▶ Task directions:
The expected reply is all of the data, returned exactly.

──────── Given records

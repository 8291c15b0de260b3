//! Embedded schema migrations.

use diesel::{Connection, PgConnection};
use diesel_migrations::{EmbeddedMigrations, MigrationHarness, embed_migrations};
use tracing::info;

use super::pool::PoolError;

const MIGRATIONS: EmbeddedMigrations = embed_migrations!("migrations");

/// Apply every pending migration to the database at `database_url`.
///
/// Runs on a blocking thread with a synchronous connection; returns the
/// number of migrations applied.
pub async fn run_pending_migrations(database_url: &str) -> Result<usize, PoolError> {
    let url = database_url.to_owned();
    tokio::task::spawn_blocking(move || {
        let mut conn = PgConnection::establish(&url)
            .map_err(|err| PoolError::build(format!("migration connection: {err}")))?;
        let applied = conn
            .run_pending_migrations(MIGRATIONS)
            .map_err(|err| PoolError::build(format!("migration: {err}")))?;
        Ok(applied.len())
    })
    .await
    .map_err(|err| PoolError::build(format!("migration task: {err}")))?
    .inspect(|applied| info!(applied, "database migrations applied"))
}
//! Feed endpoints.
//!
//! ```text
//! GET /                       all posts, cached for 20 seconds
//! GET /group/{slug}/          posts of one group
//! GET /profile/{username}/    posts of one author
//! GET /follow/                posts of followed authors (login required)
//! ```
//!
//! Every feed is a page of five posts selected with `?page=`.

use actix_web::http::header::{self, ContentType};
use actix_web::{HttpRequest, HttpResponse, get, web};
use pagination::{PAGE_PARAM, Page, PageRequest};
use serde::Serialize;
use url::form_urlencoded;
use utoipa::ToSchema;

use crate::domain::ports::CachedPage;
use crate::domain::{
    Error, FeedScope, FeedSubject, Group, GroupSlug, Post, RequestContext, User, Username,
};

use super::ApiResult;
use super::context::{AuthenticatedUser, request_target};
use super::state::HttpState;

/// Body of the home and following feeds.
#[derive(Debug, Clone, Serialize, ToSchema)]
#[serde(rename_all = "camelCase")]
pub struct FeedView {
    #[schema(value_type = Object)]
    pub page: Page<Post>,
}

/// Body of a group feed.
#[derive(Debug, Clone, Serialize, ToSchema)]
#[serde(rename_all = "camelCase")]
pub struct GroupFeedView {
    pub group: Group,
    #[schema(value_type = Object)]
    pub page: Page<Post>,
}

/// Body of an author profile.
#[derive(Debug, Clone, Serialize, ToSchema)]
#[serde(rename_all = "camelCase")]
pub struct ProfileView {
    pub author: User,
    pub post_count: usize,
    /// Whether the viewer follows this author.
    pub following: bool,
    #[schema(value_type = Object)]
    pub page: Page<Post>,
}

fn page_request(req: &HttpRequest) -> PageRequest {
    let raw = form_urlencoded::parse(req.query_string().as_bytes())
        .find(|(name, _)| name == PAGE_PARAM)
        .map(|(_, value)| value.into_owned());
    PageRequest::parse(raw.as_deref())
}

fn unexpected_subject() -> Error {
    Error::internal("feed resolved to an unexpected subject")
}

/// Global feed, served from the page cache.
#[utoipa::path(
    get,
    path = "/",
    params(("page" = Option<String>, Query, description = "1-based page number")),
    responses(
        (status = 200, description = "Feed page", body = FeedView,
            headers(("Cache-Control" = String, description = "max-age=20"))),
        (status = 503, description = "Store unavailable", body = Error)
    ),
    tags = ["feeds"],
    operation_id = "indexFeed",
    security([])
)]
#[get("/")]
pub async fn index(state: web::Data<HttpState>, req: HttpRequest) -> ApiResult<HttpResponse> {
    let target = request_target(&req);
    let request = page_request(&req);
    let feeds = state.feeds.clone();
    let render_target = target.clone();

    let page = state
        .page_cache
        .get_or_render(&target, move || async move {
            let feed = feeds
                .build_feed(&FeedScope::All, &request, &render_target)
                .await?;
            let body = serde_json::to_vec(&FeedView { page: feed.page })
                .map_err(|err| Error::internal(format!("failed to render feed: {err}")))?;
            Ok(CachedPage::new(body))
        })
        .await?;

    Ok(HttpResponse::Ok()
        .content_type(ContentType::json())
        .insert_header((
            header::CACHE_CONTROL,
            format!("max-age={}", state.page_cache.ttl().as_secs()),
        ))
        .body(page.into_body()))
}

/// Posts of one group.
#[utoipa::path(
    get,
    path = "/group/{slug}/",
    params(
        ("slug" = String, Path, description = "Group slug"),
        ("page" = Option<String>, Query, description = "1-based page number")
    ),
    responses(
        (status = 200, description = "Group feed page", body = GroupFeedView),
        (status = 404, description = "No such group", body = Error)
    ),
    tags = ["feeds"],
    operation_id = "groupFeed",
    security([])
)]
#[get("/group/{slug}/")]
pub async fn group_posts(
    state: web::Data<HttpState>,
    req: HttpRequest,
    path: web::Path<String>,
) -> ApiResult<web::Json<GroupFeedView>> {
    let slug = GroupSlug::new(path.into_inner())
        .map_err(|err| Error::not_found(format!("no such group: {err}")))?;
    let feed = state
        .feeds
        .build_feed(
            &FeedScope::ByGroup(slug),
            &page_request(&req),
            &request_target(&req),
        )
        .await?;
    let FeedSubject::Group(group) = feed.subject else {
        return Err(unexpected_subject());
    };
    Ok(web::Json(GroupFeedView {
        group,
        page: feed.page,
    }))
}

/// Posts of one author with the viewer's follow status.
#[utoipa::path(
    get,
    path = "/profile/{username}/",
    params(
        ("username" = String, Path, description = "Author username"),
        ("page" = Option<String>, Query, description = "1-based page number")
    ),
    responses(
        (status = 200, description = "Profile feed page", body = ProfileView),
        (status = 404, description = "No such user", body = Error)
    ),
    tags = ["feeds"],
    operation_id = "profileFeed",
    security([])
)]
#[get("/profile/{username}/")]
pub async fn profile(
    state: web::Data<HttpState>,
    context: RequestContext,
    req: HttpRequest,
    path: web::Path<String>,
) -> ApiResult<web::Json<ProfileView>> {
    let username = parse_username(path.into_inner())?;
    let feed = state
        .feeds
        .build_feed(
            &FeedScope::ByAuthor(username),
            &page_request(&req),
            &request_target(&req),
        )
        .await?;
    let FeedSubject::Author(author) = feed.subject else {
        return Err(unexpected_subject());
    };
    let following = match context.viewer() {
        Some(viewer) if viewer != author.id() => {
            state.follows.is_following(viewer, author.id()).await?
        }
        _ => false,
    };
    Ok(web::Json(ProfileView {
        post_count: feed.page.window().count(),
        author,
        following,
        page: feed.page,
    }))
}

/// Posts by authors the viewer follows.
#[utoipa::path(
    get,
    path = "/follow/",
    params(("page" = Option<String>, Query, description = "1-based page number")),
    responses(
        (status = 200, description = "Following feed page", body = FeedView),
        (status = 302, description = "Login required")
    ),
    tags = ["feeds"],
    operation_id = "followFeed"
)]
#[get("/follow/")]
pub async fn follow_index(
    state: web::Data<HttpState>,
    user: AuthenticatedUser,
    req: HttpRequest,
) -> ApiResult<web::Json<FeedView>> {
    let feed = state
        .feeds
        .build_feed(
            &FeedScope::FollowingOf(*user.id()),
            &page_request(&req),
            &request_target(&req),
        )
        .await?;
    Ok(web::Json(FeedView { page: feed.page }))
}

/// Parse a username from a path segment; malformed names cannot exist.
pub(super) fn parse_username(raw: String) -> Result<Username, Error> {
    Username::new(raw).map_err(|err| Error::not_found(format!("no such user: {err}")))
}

────────────────

▶ Answer section:
repository 8291c15b0de260b3
//! Embedded schema migrations.

use diesel::{Connection, PgConnection};
use diesel_migrations::{EmbeddedMigrations, MigrationHarness, embed_migrations};
use tracing::info;

use super::pool::PoolError;

const MIGRATIONS: EmbeddedMigrations = embed_migrations!("migrations");

/// Apply every pending migration to the database at `database_url`.
///
/// Runs on a blocking thread with a synchronous connection; returns the
/// number of migrations applied.
pub async fn run_pending_migrations(database_url: &str) -> Result<usize, PoolError> {
    let url = database_url.to_owned();
    tokio::task::spawn_blocking(move || {
        let mut conn = PgConnection::establish(&url)
            .map_err(|err| PoolError::build(format!("migration connection: {err}")))?;
        let applied = conn
            .run_pending_migrations(MIGRATIONS)
            .map_err(|err| PoolError::build(format!("migration: {err}")))?;
        Ok(applied.len())
    })
    .await
    .map_err(|err| PoolError::build(format!("migration task: {err}")))?
    .inspect(|applied| info!(applied, "database migrations applied"))
}
//! Feed endpoints.
//!
//! ```text
//! GET /                       all posts, cached for 20 seconds
//! GET /group/{slug}/          posts of one group
//! GET /profile/{username}/    posts of one author
//! GET /follow/                posts of followed authors (login required)
//! ```
//!
//! Every feed is a page of five posts selected with `?page=`.

use actix_web::http::header::{self, ContentType};
use actix_web::{HttpRequest, HttpResponse, get, web};
use pagination::{PAGE_PARAM, Page, PageRequest};
use serde::Serialize;
use url::form_urlencoded;
use utoipa::ToSchema;

use crate::domain::ports::CachedPage;
use crate::domain::{
    Error, FeedScope, FeedSubject, Group, GroupSlug, Post, RequestContext, User, Username,
};

use super::ApiResult;
use super::context::{AuthenticatedUser, request_target};
use super::state::HttpState;

/// Body of the home and following feeds.
#[derive(Debug, Clone, Serialize, ToSchema)]
#[serde(rename_all = "camelCase")]
pub struct FeedView {
    #[schema(value_type = Object)]
    pub page: Page<Post>,
}

/// Body of a group feed.
#[derive(Debug, Clone, Serialize, ToSchema)]
#[serde(rename_all = "camelCase")]
pub struct GroupFeedView {
    pub group: Group,
    #[schema(value_type = Object)]
    pub page: Page<Post>,
}

/// Body of an author profile.
#[derive(Debug, Clone, Serialize, ToSchema)]
#[serde(rename_all = "camelCase")]
pub struct ProfileView {
    pub author: User,
    pub post_count: usize,
    /// Whether the viewer follows this author.
    pub following: bool,
    #[schema(value_type = Object)]
    pub page: Page<Post>,
}

fn page_request(req: &HttpRequest) -> PageRequest {
    let raw = form_urlencoded::parse(req.query_string().as_bytes())
        .find(|(name, _)| name == PAGE_PARAM)
        .map(|(_, value)| value.into_owned());
    PageRequest::parse(raw.as_deref())
}

fn unexpected_subject() -> Error {
    Error::internal("feed resolved to an unexpected subject")
}

/// Global feed, served from the page cache.
#[utoipa::path(
    get,
    path = "/",
    params(("page" = Option<String>, Query, description = "1-based page number")),
    responses(
        (status = 200, description = "Feed page", body = FeedView,
            headers(("Cache-Control" = String, description = "max-age=20"))),
        (status = 503, description = "Store unavailable", body = Error)
    ),
    tags = ["feeds"],
    operation_id = "indexFeed",
    security([])
)]
#[get("/")]
pub async fn index(state: web::Data<HttpState>, req: HttpRequest) -> ApiResult<HttpResponse> {
    let target = request_target(&req);
    let request = page_request(&req);
    let feeds = state.feeds.clone();
    let render_target = target.clone();

    let page = state
        .page_cache
        .get_or_render(&target, move || async move {
            let feed = feeds
                .build_feed(&FeedScope::All, &request, &render_target)
                .await?;
            let body = serde_json::to_vec(&FeedView { page: feed.page })
                .map_err(|err| Error::internal(format!("failed to render feed: {err}")))?;
            Ok(CachedPage::new(body))
        })
        .await?;

    Ok(HttpResponse::Ok()
        .content_type(ContentType::json())
        .insert_header((
            header::CACHE_CONTROL,
            format!("max-age={}", state.page_cache.ttl().as_secs()),
        ))
        .body(page.into_body()))
}

/// Posts of one group.
#[utoipa::path(
    get,
    path = "/group/{slug}/",
    params(
        ("slug" = String, Path, description = "Group slug"),
        ("page" = Option<String>, Query, description = "1-based page number")
    ),
    responses(
        (status = 200, description = "Group feed page", body = GroupFeedView),
        (status = 404, description = "No such group", body = Error)
    ),
    tags = ["feeds"],
    operation_id = "groupFeed",
    security([])
)]
#[get("/group/{slug}/")]
pub async fn group_posts(
    state: web::Data<HttpState>,
    req: HttpRequest,
    path: web::Path<String>,
) -> ApiResult<web::Json<GroupFeedView>> {
    let slug = GroupSlug::new(path.into_inner())
        .map_err(|err| Error::not_found(format!("no such group: {err}")))?;
    let feed = state
        .feeds
        .build_feed(
            &FeedScope::ByGroup(slug),
            &page_request(&req),
            &request_target(&req),
        )
        .await?;
    let FeedSubject::Group(group) = feed.subject else {
        return Err(unexpected_subject());
    };
    Ok(web::Json(GroupFeedView {
        group,
        page: feed.page,
    }))
}

/// Posts of one author with the viewer's follow status.
#[utoipa::path(
    get,
    path = "/profile/{username}/",
    params(
        ("username" = String, Path, description = "Author username"),
        ("page" = Option<String>, Query, description = "1-based page number")
    ),
    responses(
        (status = 200, description = "Profile feed page", body = ProfileView),
        (status = 404, description = "No such user", body = Error)
    ),
    tags = ["feeds"],
    operation_id = "profileFeed",
    security([])
)]
#[get("/profile/{username}/")]
pub async fn profile(
    state: web::Data<HttpState>,
    context: RequestContext,
    req: HttpRequest,
    path: web::Path<String>,
) -> ApiResult<web::Json<ProfileView>> {
    let username = parse_username(path.into_inner())?;
    let feed = state
        .feeds
        .build_feed(
            &FeedScope::ByAuthor(username),
            &page_request(&req),
            &request_target(&req),
        )
        .await?;
    let FeedSubject::Author(author) = feed.subject else {
        return Err(unexpected_subject());
    };
    let following = match context.viewer() {
        Some(viewer) if viewer != author.id() => {
            state.follows.is_following(viewer, author.id()).await?
        }
        _ => false,
    };
    Ok(web::Json(ProfileView {
        post_count: feed.page.window().count(),
        author,
        following,
        page: feed.page,
    }))
}

/// Posts by authors the viewer follows.
#[utoipa::path(
    get,
    path = "/follow/",
    params(("page" = Option<String>, Query, description = "1-based page number")),
    responses(
        (status = 200, description = "Following feed page", body = FeedView),
        (status = 302, description = "Login required")
    ),
    tags = ["feeds"],
    operation_id = "followFeed"
)]
#[get("/follow/")]
pub async fn follow_index(
    state: web::Data<HttpState>,
    user: AuthenticatedUser,
    req: HttpRequest,
) -> ApiResult<web::Json<FeedView>> {
    let feed = state
        .feeds
        .build_feed(
            &FeedScope::FollowingOf(*user.id()),
            &page_request(&req),
            &request_target(&req),
        )
        .await?;
    Ok(web::Json(FeedView { page: feed.page }))
}

/// Parse a username from a path segment; malformed names cannot exist.
pub(super) fn parse_username(raw: String) -> Result<Username, Error> {
    Username::new(raw).map_err(|err| Error::not_found(format!("no such user: {err}")))
}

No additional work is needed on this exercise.